Myocarditis has been reported to occur in some cases after COVID-19 vaccination.23 A recent study on COVID-19 vaccination showed increased circulating levels of full-length spike protein unbound by antibodies, but there was no evidence of excessive antibody or autoantibody production or concomitant viral infection in these patients.24 Because spike protein has been shown to activate NF-κB and enhance the production of proinflammatory cytokines, vaccine-associated myocarditis may be related to the activation of NF-κB.19

Autoimmune Myocarditis

We showed for the first time that disruption of the programmed cell death (PD)-1 receptor led to lethal myocarditis in PD-1-deficient mice.25 PD-1-deficient mice showed prominent cardiac enlargement and dilation of the ventricular cavities, suggesting that the cause of death was heart failure due to myocarditis.25,26 Immune checkpoint inhibitors (ICIs) are monoclonal antibodies against CTLA-4, PD-1 or programmed death-ligand 1 (PD-L1) and activate the immune system against cancer.27 Although ICIs are effective against cancer, ICI therapies can cause immune-related adverse events due to dysregulation of the immune system, leading to various organ injuries, including myocarditis resembling autoimmune diseases.28 Recently, α-myosin was identified as the cognate antigen source for three major histocompatibility complex-I-restricted T-cell receptors derived from mice with fulminant myocarditis.29 α-Myosin-expanded T cells from the peripheral blood of patients with ICI myocarditis shared T-cell receptor clonotypes with the diseased heart and skeletal muscles, indicating that α-myosin may be a clinically important autoantigen in ICI myocarditis.29 These studies clarified the critical role of cytotoxic CD8+ T cells, identified a candidate autoantigen in ICI myocarditis and provided new insights into the pathogenesis of ICI toxicity.29

AF

AF is the most common arrhythmia, and recent evidence shows that immune and inflammatory mechanisms play a critical role in its pathogenesis.30,31 Myocarditis was found histologically in the atria of patients with lone AF, and patients with AF showed higher NF-κB activity and more severe lymphomonocyte infiltration than those with sinus rhythm.30,31 These findings suggest the existence of local immunological and inflammatory responses in the atria of individuals with AF.31

Inflammasomes play a crucial role in the regulation of immune responses.

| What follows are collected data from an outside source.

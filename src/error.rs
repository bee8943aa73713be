use std::time::Duration;

/// Failures of the model-generation capability itself.
#[derive(Debug, thiserror::Error)]
pub enum LlmError {
    #[error("API error (status {status}): {message}")]
    Api { status: u16, message: String },

    #[error("Network error: {0}")]
    Network(#[from] reqwest::Error),

    #[error("Invalid response: {0}")]
    InvalidResponse(String),

    #[error("JSON error: {0}")]
    Json(#[from] serde_json::Error),

    #[error("{0}")]
    Other(String),
}

/// Terminal failure of one agent loop execution.
#[derive(Debug, thiserror::Error)]
pub enum AgentError {
    #[error("model error: {0}")]
    Model(#[from] LlmError),

    #[error("model call timed out after {0:?}")]
    ModelTimeout(Duration),

    #[error("no response from model")]
    NoResponse,

    #[error("agent hit max tool rounds ({rounds})")]
    RoundBudgetExceeded { rounds: usize },

    #[error("conversation protocol violation: {0}")]
    Conversation(String),
}

impl AgentError {
    /// The round budget is a circuit breaker, not a transient fault.
    pub fn is_budget_exhausted(&self) -> bool {
        matches!(self, AgentError::RoundBudgetExceeded { .. })
    }
}

/// Errors raised by an external tool server session.
#[derive(Debug, thiserror::Error)]
pub enum McpError {
    #[error("failed to spawn '{command}': {source}")]
    Spawn {
        command: String,
        #[source]
        source: std::io::Error,
    },

    #[error("IO error: {0}")]
    Io(#[from] std::io::Error),

    #[error("JSON error: {0}")]
    Json(#[from] serde_json::Error),

    #[error("server returned error {code}: {message}")]
    Rpc { code: i64, message: String },

    #[error("handshake with '{server}' timed out after {timeout:?}")]
    HandshakeTimeout { server: String, timeout: Duration },

    #[error("server closed the connection")]
    ConnectionClosed,

    #[error("namespace '{prefix}' of server '{server}' overlaps server '{existing}'")]
    NamespaceConflict {
        server: String,
        existing: String,
        prefix: String,
    },

    #[error("session is not ready (state: {0})")]
    NotReady(&'static str),
}

/// Submission to a dispatcher whose input side is already closed.
#[derive(Debug, thiserror::Error)]
#[error("task queue is closed, task {task_id} was not accepted")]
pub struct DispatchError {
    pub task_id: u64,
}
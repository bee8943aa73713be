use std::collections::BTreeMap;

use serde_json::{Map, Number, Value};

/// One decoded argument value.
#[derive(Debug, Clone, PartialEq)]
pub enum ArgValue {
    Null,
    Bool(bool),
    Number(Number),
    String(String),
    List(Vec<ArgValue>),
    Object(BTreeMap<String, ArgValue>),
}

impl From<Value> for ArgValue {
    fn from(value: Value) -> Self {
        match value {
            Value::Null => ArgValue::Null,
            Value::Bool(b) => ArgValue::Bool(b),
            Value::Number(n) => ArgValue::Number(n),
            Value::String(s) => ArgValue::String(s),
            Value::Array(items) => ArgValue::List(items.into_iter().map(ArgValue::from).collect()),
            Value::Object(map) => {
                ArgValue::Object(map.into_iter().map(|(k, v)| (k, ArgValue::from(v))).collect())
            }
        }
    }
}

impl From<&ArgValue> for Value {
    fn from(value: &ArgValue) -> Self {
        match value {
            ArgValue::Null => Value::Null,
            ArgValue::Bool(b) => Value::Bool(*b),
            ArgValue::Number(n) => Value::Number(n.clone()),
            ArgValue::String(s) => Value::String(s.clone()),
            ArgValue::List(items) => Value::Array(items.iter().map(Value::from).collect()),
            ArgValue::Object(map) => Value::Object(
                map.iter()
                    .map(|(k, v)| (k.clone(), Value::from(v)))
                    .collect(),
            ),
        }
    }
}

/// Tool arguments, decoded once from the model's raw JSON blob.
///
/// Anything that is not a JSON object (malformed text, arrays, scalars, the
/// empty string) becomes [`ToolArgs::Empty`].
#[derive(Debug, Clone, PartialEq, Default)]
pub enum ToolArgs {
    #[default]
    Empty,
    Map(BTreeMap<String, ArgValue>),
}

impl ToolArgs {
    pub fn parse(raw: &str) -> Self {
        match serde_json::from_str::<Value>(raw) {
            Ok(Value::Object(map)) if !map.is_empty() => ToolArgs::Map(
                map.into_iter()
                    .map(|(k, v)| (k, ArgValue::from(v)))
                    .collect(),
            ),
            Ok(Value::Object(_)) => ToolArgs::Empty,
            Ok(other) => {
                tracing::debug!(kind = ?other, "tool arguments are not an object; using empty set");
                ToolArgs::Empty
            }
            Err(e) => {
                tracing::debug!(error = %e, "malformed tool arguments; using empty set");
                ToolArgs::Empty
            }
        }
    }

    pub fn is_empty(&self) -> bool {
        match self {
            ToolArgs::Empty => true,
            ToolArgs::Map(map) => map.is_empty(),
        }
    }

    pub fn get(&self, key: &str) -> Option<&ArgValue> {
        match self {
            ToolArgs::Empty => None,
            ToolArgs::Map(map) => map.get(key),
        }
    }

    pub fn get_str(&self, key: &str) -> Option<&str> {
        match self.get(key)? {
            ArgValue::String(s) => Some(s),
            _ => None,
        }
    }

    /// Always a JSON object, `{}` for [`ToolArgs::Empty`].
    pub fn to_json(&self) -> Value {
        match self {
            ToolArgs::Empty => Value::Object(Map::new()),
            ToolArgs::Map(map) => Value::Object(
                map.iter()
                    .map(|(k, v)| (k.clone(), Value::from(v)))
                    .collect(),
            ),
        }
    }
}

#[cfg(test)]
mod tests {
    use super::*;

    #[test]
    fn test_malformed_inputs_are_empty() {
        for raw in ["", "{", "not json", "[1,2]", "42", "\"path\"", "null", "{}", "{\"a\":"] {
            assert_eq!(ToolArgs::parse(raw), ToolArgs::Empty, "input: {:?}", raw);
        }
    }

    #[test]
    fn test_nested_values_decode() {
        let args = ToolArgs::parse(r#"{"path":"src","depth":2,"opts":{"hidden":true},"tags":["a"]}"#);
        assert_eq!(args.get_str("path"), Some("src"));
        assert!(matches!(args.get("depth"), Some(ArgValue::Number(_))));
        assert!(matches!(args.get("opts"), Some(ArgValue::Object(m)) if m.get("hidden") == Some(&ArgValue::Bool(true))));
        assert_eq!(args.get_str("depth"), None);
        assert_eq!(args.to_json()["tags"][0], "a");
    }
}
use crate::error::AgentError;

pub type TaskId = u64;
pub type WorkerId = usize;

/// One unit of submitted work. Immutable once enqueued.
#[derive(Debug, Clone, PartialEq, Eq)]
pub struct Task {
    pub id: TaskId,
    pub prompt: String,
    pub context: Option<String>,
}

impl Task {
    pub fn new(id: TaskId, prompt: impl Into<String>) -> Self {
        Self {
            id,
            prompt: prompt.into(),
            context: None,
        }
    }

    pub fn with_context(mut self, context: impl Into<String>) -> Self {
        let context = context.into();
        self.context = if context.is_empty() { None } else { Some(context) };
        self
    }

    /// Text of the initial user message.
    pub fn initial_prompt(&self) -> String {
        match self.context.as_deref() {
            Some(context) if !context.is_empty() => {
                format!("Context: {}\n\n{}", context, self.prompt)
            }
            _ => self.prompt.clone(),
        }
    }
}

/// Outcome of exactly one accepted task.
#[derive(Debug)]
pub struct TaskResult {
    pub worker_id: WorkerId,
    pub task_id: TaskId,
    pub content: String,
    pub error: Option<AgentError>,
}

impl TaskResult {
    pub fn is_ok(&self) -> bool {
        self.error.is_none()
    }
}
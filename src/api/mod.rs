//! Model-generation capability.
//!
//! The agent loop only sees [`ModelBackend`]; [`ChatCompletionsBackend`] is the
//! HTTP implementation used by the binary.

pub mod client;
pub mod models;
pub mod response;

use async_trait::async_trait;

use crate::error::LlmError;
use crate::models::{Message, ToolCall, ToolDescriptor};

pub use client::ChatCompletionsBackend;
pub use models::RequestBody;

/// Input of one generation call.
#[derive(Debug, Clone)]
pub struct GenerateRequest<'a> {
    pub messages: &'a [Message],
    pub tools: &'a [ToolDescriptor],
    pub max_tokens: u32,
}

/// One candidate answer. Either text, tool calls, or both.
#[derive(Debug, Clone, Default, PartialEq)]
pub struct Choice {
    pub content: Option<String>,
    pub tool_calls: Vec<ToolCall>,
}

impl Choice {
    pub fn text(content: impl Into<String>) -> Self {
        Self {
            content: Some(content.into()),
            tool_calls: Vec::new(),
        }
    }

    pub fn calls(tool_calls: Vec<ToolCall>) -> Self {
        Self {
            content: None,
            tool_calls,
        }
    }
}

#[derive(Debug, Clone, Default, PartialEq)]
pub struct ModelResponse {
    pub choices: Vec<Choice>,
}

impl ModelResponse {
    pub fn single(choice: Choice) -> Self {
        Self {
            choices: vec![choice],
        }
    }
}

#[async_trait]
pub trait ModelBackend: Send + Sync {
    async fn generate(&self, request: GenerateRequest<'_>) -> Result<ModelResponse, LlmError>;

    fn model_name(&self) -> &str;
}
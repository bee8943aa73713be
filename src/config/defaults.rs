pub const DEFAULT_API_ENDPOINT: &str = "https://openrouter.ai/api/v1/chat/completions";
pub const DEFAULT_MODEL: &str = "anthropic/claude-sonnet-4.5";
pub const DEFAULT_SERVERS_FILE: &str = "mcp_servers.json";

pub fn default_workers() -> usize {
    1
}

pub fn default_queue_capacity() -> usize {
    10
}

pub fn default_max_rounds() -> usize {
    15
}

pub fn default_model_timeout_secs() -> u64 {
    45
}

pub fn default_max_tokens() -> u32 {
    1024
}

pub fn default_handshake_timeout_secs() -> u64 {
    30
}

pub fn default_top_k() -> usize {
    3
}
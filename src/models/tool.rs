use serde::{Deserialize, Serialize};
use serde_json::{json, Value};

/// A tool-call request emitted by the model.
#[derive(Debug, Serialize, Deserialize, Clone, PartialEq)]
pub struct ToolCall {
    pub id: String,
    #[serde(rename = "type", default = "default_tool_type")]
    pub tool_type: String,
    pub function: FunctionCall,
}

#[derive(Debug, Serialize, Deserialize, Clone, PartialEq)]
pub struct FunctionCall {
    pub name: String,
    /// Raw JSON-encoded argument blob, exactly as the model produced it.
    pub arguments: String,
}

fn default_tool_type() -> String {
    "function".to_string()
}

impl ToolCall {
    pub fn new(id: impl Into<String>, name: impl Into<String>, arguments: impl Into<String>) -> Self {
        Self {
            id: id.into(),
            tool_type: default_tool_type(),
            function: FunctionCall {
                name: name.into(),
                arguments: arguments.into(),
            },
        }
    }

    pub fn name(&self) -> &str {
        &self.function.name
    }

    pub fn arguments(&self) -> &str {
        &self.function.arguments
    }
}

/// Name, description and JSON parameter schema of one invocable tool.
#[derive(Debug, Clone, PartialEq, Serialize, Deserialize)]
pub struct ToolDescriptor {
    pub name: String,
    pub description: String,
    pub parameters: Value,
}

impl ToolDescriptor {
    /// Function-calling shape expected by chat-completions backends.
    pub fn to_function_json(&self) -> Value {
        json!({
            "type": "function",
            "function": {
                "name": self.name,
                "description": self.description,
                "parameters": self.parameters,
            }
        })
    }
}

NF-κB signalling plays a critical role in the priming phase of the inflammasome.32 NOD-like-pyrin-domain-containing-protein-3 (NLRP3) is an inflammasome discovered in various cell types.33 Inflammasomes regulate immune responses, and their activation involves priming and triggering. Macrophage infiltration and increased concentrations of active caspase-1 and NLRP3 have been shown in the atria during chronic and postoperative AF, suggesting that activation of the NLRP3 inflammasome may play a role in AF.33 Mechanisms that regulate NF-κB and inflammasome signalling may play critical roles in the development of inflammation in AF. Further investigations regarding NF-κB and inflammasome signalling could identify novel regulatory mechanisms that could help with the development of new diagnostic and therapeutic interventions.30,34

Atherosclerosis

Atherosclerosis is the most common contributing factor to ischaemic heart disease and stroke and is considered a chronic inflammatory disorder.4

Oxidised LDL triggers the immune response and can activate both innate and adaptive immune responses.35 Chronic inflammation results in plaque formation or plaque erosion in advanced atherosclerosis, leading to ischaemic events. Single-cell studies have shown a high heterogeneity of leucocytes in atherosclerotic lesions.36 In addition, recent evidence indicates that atherogenesis is a multiorgan process to which the bone marrow and spleen contribute.37 The presence of clonal haematopoiesis of indeterminate potential has been suggested as a risk factor for CVD.38

NF-κB contributes to many processes involved in atherosclerotic plaque formation. NF-κB activation enhances the expression of genes, including TNF-α, IL-1β, IL-6, MCP-1, and ICAM-1, which initiate and promote atherosclerosis. NF-κB is detected in the nuclei of macrophages in atherosclerotic lesions, suggesting that NF-κB activation is associated with atherogenesis.39 Many genetic studies have shown a critical role for NF-κB in the pathogenesis of atherosclerosis, in which cell-specific actions coordinate its initiation, progression and resolution.39

The benefits of targeting inflammation in atherosclerosis in humans were demonstrated in the Cantos trial, in which treatment with canakinumab, an antibody targeting IL-1β, improved clinical outcomes in patients with a history of MI.40 In addition, clinical trials have shown that the anti-inflammatory agent colchicine reduces the risk of cardiovascular events in patients with recent MI or coronary artery disease.41 Thus, NF-κB inhibition is a promising intervention for the prevention of atherosclerosis and its sequelae.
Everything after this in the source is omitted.